Tuesday, March 17, 2009
A lesson for AIG
A $79 camera and a $60 helium balloon, allowed these four teenage students to take these pictures while 20 miles above the Earth!
'We also have learned that in practice things are not so simple and in the field problems appear that a textbook can't help you with."
So why didn't AIG models work?
They had the "dark side of the moon" structured products, that the customers understood that they didn't!
Thus AIG, became the supplier of "smoke and mirrors" to banks and institutions who were not earning their money by traditional banking models or needed a cover for their losses. AIG's payment of bonuses was just another "hush money payment" for those on the other side who knew the parties who bought equity with swaps for their failed profitability models.
It was just a salad bar of window dressing for firms that needed their losses covered up.
AIG was just the macrocosm of the Madoff microcosm but the government couldn't pierce enough hallways to get down into the main room where the fraud was perpetuated, nor did they understand it, so they backed up their contracts, and bailed out the banks, on the premise that the insurance policy holders would of taken these losses! All in the name of "systemic!"
AIG thought they were Google Earth, while the buyers of products from AIG were like the above kids. They knew what the real story was, and they didn't need AIG's algorithms to tell them otherwise!
Why else do the bonuses accrue to those that sold that which caused the losses? Shouldn't the bonuses accrue to those that conned AIG into selling these swaps?

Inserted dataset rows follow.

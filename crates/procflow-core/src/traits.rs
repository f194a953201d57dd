use futures::future::BoxFuture;
use serde::{Deserialize, Serialize};

use crate::error::TaskError;
use crate::types::{ExecutionContext, Span};

/// Static information about one handler invocation.
#[derive(Debug, Clone)]
pub struct Invocation {
    /// Node that dispatched the handler.
    pub node_id: String,
    /// 1-based attempt number.
    pub attempt: u32,
    /// Position within a multi-instance node, if any.
    pub instance: Option<usize>,
    /// Static configuration declared on the node.
    pub params: serde_json::Map<String, serde_json::Value>,
}

impl Invocation {
    pub fn param(&self, key: &str) -> Option<&serde_json::Value> {
        self.params.get(key)
    }
}

/// Task handler — pluggable unit of work dispatched by task nodes.
///
/// The engine offers at-least-once execution across retries, so `execute`
/// must tolerate being called more than once for the same node. Each attempt
/// receives a scratch copy of the context; writes are only kept if the
/// attempt succeeds.
pub trait TaskHandler: Send + Sync + 'static {
    /// Identifier that task nodes reference.
    fn name(&self) -> &str;

    /// Human-readable description.
    fn description(&self) -> &str {
        ""
    }

    /// Parameters accepted in a node's static `config` block.
    ///
    /// Handlers that declare nothing accept any configuration.
    fn config_schema(&self) -> ConfigSchema {
        ConfigSchema::open()
    }

    /// Run the task.
    fn execute<'a>(
        &'a self,
        ctx: &'a mut ExecutionContext,
        invocation: &'a Invocation,
    ) -> BoxFuture<'a, Result<serde_json::Value, TaskError>>;

    /// Whether `compensate` undoes anything. Only compensable successes are
    /// pushed on the rollback stack.
    fn compensable(&self) -> bool {
        false
    }

    /// Roll back a previous successful execution.
    ///
    /// `ctx` is the context as it was right after that execution; `prior`
    /// is the value it returned.
    fn compensate<'a>(
        &'a self,
        ctx: &'a ExecutionContext,
        prior: &'a serde_json::Value,
        invocation: &'a Invocation,
    ) -> BoxFuture<'a, Result<(), TaskError>> {
        let _ = (ctx, prior, invocation);
        Box::pin(async { Ok(()) })
    }
}

/// Receives every span the moment it closes.
///
/// Implementations must be cheap; they run on the appending task.
pub trait SpanSink: Send + Sync + 'static {
    fn on_span(&self, span: &Span);
}

/// JSON type accepted for a handler parameter.
#[derive(Debug, Clone, Copy, PartialEq, Eq, Serialize, Deserialize)]
#[serde(rename_all = "lowercase")]
pub enum ParamType {
    String,
    Number,
    Integer,
    Bool,
    Array,
    Object,
    Any,
}

impl ParamType {
    pub fn accepts(&self, value: &serde_json::Value) -> bool {
        match self {
            Self::String => value.is_string(),
            Self::Number => value.is_number(),
            Self::Integer => value.is_i64() || value.is_u64(),
            Self::Bool => value.is_boolean(),
            Self::Array => value.is_array(),
            Self::Object => value.is_object(),
            Self::Any => true,
        }
    }
}

impl std::fmt::Display for ParamType {
    fn fmt(&self, f: &mut std::fmt::Formatter<'_>) -> std::fmt::Result {
        let s = match self {
            Self::String => "string",
            Self::Number => "number",
            Self::Integer => "integer",
            Self::Bool => "bool",
            Self::Array => "array",
            Self::Object => "object",
            Self::Any => "any",
        };
        write!(f, "{}", s)
    }
}

/// One declared parameter.
#[derive(Debug, Clone, Serialize, Deserialize)]
pub struct ParamSpec {
    pub name: String,
    pub ty: ParamType,
    pub required: bool,
}

/// Declared shape of a handler's static configuration.
#[derive(Debug, Clone, Default, Serialize, Deserialize)]
pub struct ConfigSchema {
    pub params: Vec<ParamSpec>,
    /// Accept keys that are not declared.
    #[serde(default)]
    pub allow_unknown: bool,
}

impl ConfigSchema {
    /// A schema that accepts any configuration.
    pub fn open() -> Self {
        Self {
            params: vec![],
            allow_unknown: true,
        }
    }

    pub fn required(mut self, name: impl Into<String>, ty: ParamType) -> Self {
        self.params.push(ParamSpec {
            name: name.into(),
            ty,
            required: true,
        });
        self
    }

    pub fn optional(mut self, name: impl Into<String>, ty: ParamType) -> Self {
        self.params.push(ParamSpec {
            name: name.into(),
            ty,
            required: false,
        });
        self
    }

    /// Check a node's static config against this schema.
    pub fn validate(
        &self,
        config: &serde_json::Map<String, serde_json::Value>,
    ) -> Result<(), String> {
        for spec in &self.params {
            match config.get(&spec.name) {
                Some(value) if !spec.ty.accepts(value) => {
                    return Err(format!("parameter '{}' must be {}", spec.name, spec.ty));
                }
                None if spec.required => {
                    return Err(format!("missing required parameter '{}'", spec.name));
                }
                _ => {}
            }
        }
        if !self.allow_unknown {
            if let Some(unknown) = config
                .keys()
                .find(|k| !self.params.iter().any(|p| &p.name == *k))
            {
                return Err(format!("unknown parameter '{}'", unknown));
            }
        }
        Ok(())
    }
}
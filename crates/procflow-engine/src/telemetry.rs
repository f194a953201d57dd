use std::collections::BTreeMap;
use std::sync::{Arc, Mutex, PoisonError, RwLock};

use chrono::{DateTime, Utc};
use procflow_core::{Span, SpanId, SpanSink, SpanStatus};
use tokio::sync::broadcast;

/// A span that has started but not yet closed.
///
/// Its id is fixed at creation so children can reference it while it is
/// still open. It becomes an immutable [`Span`] when handed to
/// [`TelemetryCollector::close`].
#[derive(Debug)]
pub struct OpenSpan {
    id: SpanId,
    parent_id: Option<SpanId>,
    node_id: String,
    task_kind: String,
    attempt: u32,
    started_at: DateTime<Utc>,
    attributes: BTreeMap<String, serde_json::Value>,
}

impl OpenSpan {
    pub fn start(
        node_id: impl Into<String>,
        task_kind: impl Into<String>,
        parent: Option<&SpanId>,
    ) -> Self {
        Self {
            id: SpanId::new(),
            parent_id: parent.cloned(),
            node_id: node_id.into(),
            task_kind: task_kind.into(),
            attempt: 0,
            started_at: Utc::now(),
            attributes: BTreeMap::new(),
        }
    }

    pub fn with_attempt(mut self, attempt: u32) -> Self {
        self.attempt = attempt;
        self
    }

    pub fn id(&self) -> &SpanId {
        &self.id
    }

    pub fn set(&mut self, key: impl Into<String>, value: impl Into<serde_json::Value>) {
        self.attributes.insert(key.into(), value.into());
    }
}

struct CollectorState {
    spans: Vec<Span>,
    next_seq: u64,
}

/// Append-only store of closed spans for one run.
///
/// Appends from concurrent branches are serialized under one lock, which
/// also assigns `seq`, so sinks and subscribers observe spans in `seq` order.
pub struct TelemetryCollector {
    state: Mutex<CollectorState>,
    sinks: RwLock<Vec<Arc<dyn SpanSink>>>,
    tx: broadcast::Sender<Span>,
}

impl TelemetryCollector {
    pub fn new(capacity: usize) -> Self {
        let (tx, _) = broadcast::channel(capacity.max(1));
        Self {
            state: Mutex::new(CollectorState {
                spans: Vec::new(),
                next_seq: 0,
            }),
            sinks: RwLock::new(Vec::new()),
            tx,
        }
    }

    /// Register a callback invoked once per closed span.
    pub fn add_sink(&self, sink: Arc<dyn SpanSink>) {
        self.sinks
            .write()
            .unwrap_or_else(PoisonError::into_inner)
            .push(sink);
    }

    /// Receive every span closed after this call.
    pub fn subscribe(&self) -> broadcast::Receiver<Span> {
        self.tx.subscribe()
    }

    /// Close a span with its terminal status and append it.
    pub fn close(&self, open: OpenSpan, status: SpanStatus) -> Span {
        let ended_at = Utc::now().max(open.started_at);
        let mut state = self.state.lock().unwrap_or_else(PoisonError::into_inner);

        let span = Span {
            id: open.id,
            seq: state.next_seq,
            parent_id: open.parent_id,
            node_id: open.node_id,
            task_kind: open.task_kind,
            attempt: open.attempt,
            started_at: open.started_at,
            ended_at,
            status,
            attributes: open.attributes,
        };
        state.next_seq += 1;
        state.spans.push(span.clone());

        // Still under the lock: delivery order matches seq order.
        for sink in self
            .sinks
            .read()
            .unwrap_or_else(PoisonError::into_inner)
            .iter()
        {
            sink.on_span(&span);
        }
        // Ignore error if no receivers
        let _ = self.tx.send(span.clone());

        span
    }

    /// Snapshot of every span appended so far, in `seq` order.
    pub fn spans(&self) -> Vec<Span> {
        self.state
            .lock()
            .unwrap_or_else(PoisonError::into_inner)
            .spans
            .clone()
    }

    pub fn len(&self) -> usize {
        self.state
            .lock()
            .unwrap_or_else(PoisonError::into_inner)
            .spans
            .len()
    }

    pub fn is_empty(&self) -> bool {
        self.len() == 0
    }
}

impl Default for TelemetryCollector {
    fn default() -> Self {
        Self::new(256)
    }
}
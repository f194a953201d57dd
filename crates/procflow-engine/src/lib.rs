//! Process execution: interpreter, error boundaries, telemetry and health.
//!
//! [`Engine`] walks a validated [`procflow_graph::ProcessDefinition`],
//! dispatching task nodes through a [`procflow_tasks::TaskRegistry`] under
//! their boundary policies. Every node attempt closes a span into a
//! [`TelemetryCollector`]; after the run a [`HealthScorer`] grades the trace.

mod boundary;
pub mod engine;
pub mod health;
mod interpreter;
pub mod saga;
pub mod span_log;
pub mod telemetry;

pub use engine::{run, Engine, RunReport, RunStatus};
pub use health::{Dimension, DimensionScores, HealthIssue, HealthReport, HealthScorer, HealthStatus};
pub use saga::{SagaEntry, SagaStack};
pub use span_log::{read_spans, SpanLogger};
pub use telemetry::{OpenSpan, TelemetryCollector};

Or is their a different reason for bonus? Andrew Ross Sorkin of the NY Times surmises:
A.I.G. employees concocted complex derivatives that then wormed their way through the global financial system. If they leave — the buzz on Wall Street is that some have, and more are ready to — they might simply turn around and trade against A.I.G.’s book. Why not? They know how bad it is. They built it.
Now they are going to "rat out" the Godfather? Is there any depth that these storytellers won't sink to?
In the above "Dark side of the moon" thesis we have this rather awkward conclusion:
Most popular structured products, however, do not follow this rational guideline, but instead use behavioral factors, like loss-aversion or probability mis-estimation to be attractive in the eyes of potential investors. In particular we could show that the currently most popular products clearly cannot be explained even within the framework of prospect theory, but only when taking into account probability mis-estimation. Thus we come to the conclusion that by and large the market for structured products, which is a huge business for banks, offers a utility gain for investors which is most likely only an illusion.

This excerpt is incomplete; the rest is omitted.